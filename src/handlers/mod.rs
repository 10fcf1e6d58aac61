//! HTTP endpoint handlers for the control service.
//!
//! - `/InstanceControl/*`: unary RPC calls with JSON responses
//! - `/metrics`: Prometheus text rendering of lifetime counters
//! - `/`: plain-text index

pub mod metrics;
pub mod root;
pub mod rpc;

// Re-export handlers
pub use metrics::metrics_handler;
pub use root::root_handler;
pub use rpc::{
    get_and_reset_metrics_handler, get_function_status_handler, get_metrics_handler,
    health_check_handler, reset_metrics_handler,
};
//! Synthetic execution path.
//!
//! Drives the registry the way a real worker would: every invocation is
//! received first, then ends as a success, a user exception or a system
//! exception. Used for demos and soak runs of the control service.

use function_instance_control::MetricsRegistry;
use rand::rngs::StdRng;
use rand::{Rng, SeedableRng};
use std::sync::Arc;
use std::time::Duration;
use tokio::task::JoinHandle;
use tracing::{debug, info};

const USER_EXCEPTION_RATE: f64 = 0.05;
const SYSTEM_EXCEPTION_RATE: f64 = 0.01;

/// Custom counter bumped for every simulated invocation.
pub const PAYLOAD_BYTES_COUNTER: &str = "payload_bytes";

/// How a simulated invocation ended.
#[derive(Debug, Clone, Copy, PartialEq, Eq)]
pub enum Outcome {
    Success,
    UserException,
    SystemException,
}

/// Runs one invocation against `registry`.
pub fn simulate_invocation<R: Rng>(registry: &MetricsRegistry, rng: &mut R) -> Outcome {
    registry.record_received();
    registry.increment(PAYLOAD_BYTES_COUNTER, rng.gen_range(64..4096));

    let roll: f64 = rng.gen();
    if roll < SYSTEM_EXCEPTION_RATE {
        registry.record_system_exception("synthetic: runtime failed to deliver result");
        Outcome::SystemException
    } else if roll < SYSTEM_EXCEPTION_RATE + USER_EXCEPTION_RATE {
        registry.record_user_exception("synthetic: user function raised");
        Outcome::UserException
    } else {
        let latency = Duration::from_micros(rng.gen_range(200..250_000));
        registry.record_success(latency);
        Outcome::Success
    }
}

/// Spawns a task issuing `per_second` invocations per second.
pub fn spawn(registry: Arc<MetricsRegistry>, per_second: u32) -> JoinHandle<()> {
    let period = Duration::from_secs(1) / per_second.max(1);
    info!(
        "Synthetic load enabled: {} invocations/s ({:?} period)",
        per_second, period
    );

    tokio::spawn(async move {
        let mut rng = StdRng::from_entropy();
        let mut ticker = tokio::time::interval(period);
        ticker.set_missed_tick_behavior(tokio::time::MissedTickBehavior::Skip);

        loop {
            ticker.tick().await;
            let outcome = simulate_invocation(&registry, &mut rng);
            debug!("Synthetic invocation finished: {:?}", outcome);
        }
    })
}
◆ ◆ ◆
What the exercise asks
Output each line of the material exactly, keeping every word as it appears.

Exercise solution
filename src/handlers/mod.rs
repository 10fcf1e6d58aac61
//! HTTP endpoint handlers for the control service.
//!
//! - `/InstanceControl/*`: unary RPC calls with JSON responses
//! - `/metrics`: Prometheus text rendering of lifetime counters
//! - `/`: plain-text index

pub mod metrics;
pub mod root;
pub mod rpc;

// Re-export handlers
pub use metrics::metrics_handler;
pub use root::root_handler;
pub use rpc::{
    get_and_reset_metrics_handler, get_function_status_handler, get_metrics_handler,
    health_check_handler, reset_metrics_handler,
};
//! Synthetic execution path.
//!
//! Drives the registry the way a real worker would: every invocation is
//! received first, then ends as a success, a user exception or a system
//! exception. Used for demos and soak runs of the control service.

use function_instance_control::MetricsRegistry;
use rand::rngs::StdRng;
use rand::{Rng, SeedableRng};
use std::sync::Arc;
use std::time::Duration;
use tokio::task::JoinHandle;
use tracing::{debug, info};

const USER_EXCEPTION_RATE: f64 = 0.05;
const SYSTEM_EXCEPTION_RATE: f64 = 0.01;

/// Custom counter bumped for every simulated invocation.
pub const PAYLOAD_BYTES_COUNTER: &str = "payload_bytes";

/// How a simulated invocation ended.
#[derive(Debug, Clone, Copy, PartialEq, Eq)]
pub enum Outcome {
    Success,
    UserException,
    SystemException,
}

/// Runs one invocation against `registry`.
pub fn simulate_invocation<R: Rng>(registry: &MetricsRegistry, rng: &mut R) -> Outcome {
    registry.record_received();
    registry.increment(PAYLOAD_BYTES_COUNTER, rng.gen_range(64..4096));

    let roll: f64 = rng.gen();
    if roll < SYSTEM_EXCEPTION_RATE {
        registry.record_system_exception("synthetic: runtime failed to deliver result");
        Outcome::SystemException
    } else if roll < SYSTEM_EXCEPTION_RATE + USER_EXCEPTION_RATE {
        registry.record_user_exception("synthetic: user function raised");
        Outcome::UserException
    } else {
        let latency = Duration::from_micros(rng.gen_range(200..250_000));
        registry.record_success(latency);
        Outcome::Success
    }
}

/// Spawns a task issuing `per_second` invocations per second.
pub fn spawn(registry: Arc<MetricsRegistry>, per_second: u32) -> JoinHandle<()> {
    let period = Duration::from_secs(1) / per_second.max(1);
    info!(
        "Synthetic load enabled: {} invocations/s ({:?} period)",
        per_second, period
    );

    tokio::spawn(async move {
        let mut rng = StdRng::from_entropy();
        let mut ticker = tokio::time::interval(period);
        ticker.set_missed_tick_behavior(tokio::time::MissedTickBehavior::Skip);

        loop {
            ticker.tick().await;
            let outcome = simulate_invocation(&registry, &mut rng);
            debug!("Synthetic invocation finished: {:?}", outcome);
        }
    })
}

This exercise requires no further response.